Desensitized beta-adrenoceptors of C6-glioma cells have distinct binding properties.

When C6-rat glioma cells were incubated for 20 min with beta-adrenoceptor agonists, a part of the beta-adrenoceptors was localized in light density vesicles. These receptors have the same affinity for dihydroalprenolol as plasma membrane receptors but have a lowered affinity for agonists as well as for the hydrophilic beta-adrenoceptor antagonist CGP-12177. The affinity of these vesicular receptors for a variety of hydrophobic beta-blockers as well as for the hydrophilic beta-blocker timolol is compared with that of plasma membrane receptors.
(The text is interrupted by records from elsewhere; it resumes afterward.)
// Copyright 2025 Ramble Contributors
//
// Licensed under the Apache License, Version 2.0 (the "License");
// you may not use this file except in compliance with the License.
// You may obtain a copy of the License at
//
//     http://www.apache.org/licenses/LICENSE-2.0
//
// Unless required by applicable law or agreed to in writing, software
// distributed under the License is distributed on an "AS IS" BASIS,
// WITHOUT WARRANTIES OR CONDITIONS OF ANY KIND, either express or implied.
// See the License for the specific language governing permissions and
// limitations under the License.

//! Relation input/output
//!
//! Readers and writers are constructed from the directive map of an `Io`
//! statement and bound to the interning services. The `IO` directive picks
//! the provider (`file` by default, `stdout`, `stdoutprintsize`); `types`
//! gives the per-column codes `s|i|u|f` (default all `i`); `delimiter`
//! defaults to tab. Providers are registered by key, so embedders can add
//! their own transports.

use std::fs::File;
use std::io::{BufRead, BufReader, BufWriter, Write};
use std::sync::Arc;

use rustc_hash::FxHashMap;

use crate::core::{
    as_float, as_unsigned, from_float, from_unsigned, Error, RamDomain, RamFloat, RamUnsigned,
    RecordTable, Result, SymbolTable, Tuple,
};
use crate::ram::DirectiveMap;
use crate::relation::Relation;

/// Per-column value code of the TSV formats.
#[derive(Debug, Clone, Copy, PartialEq, Eq)]
pub enum ColumnType {
    Symbol,
    Signed,
    Unsigned,
    Float,
}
None of the ligands investigated showed any difference in affinity but CGP-12177. Both, introducing a lipophilic side chain into CGP-12177 or altering the benzimidazol-2-one ring system of CGP-12177 led to an increase in the affinity of the vesicular receptors. Since in the presence of the pore-forming agent alamethicin the same affinity was determined for vesicular receptors as for those located on the plasma membrane, it is concluded that the apparent low affinity of the vesicular receptors in the absence of alamethicin is caused by a membrane barrier. The lower affinity of the vesicular receptors for agonists was only slightly increased by alamethicin.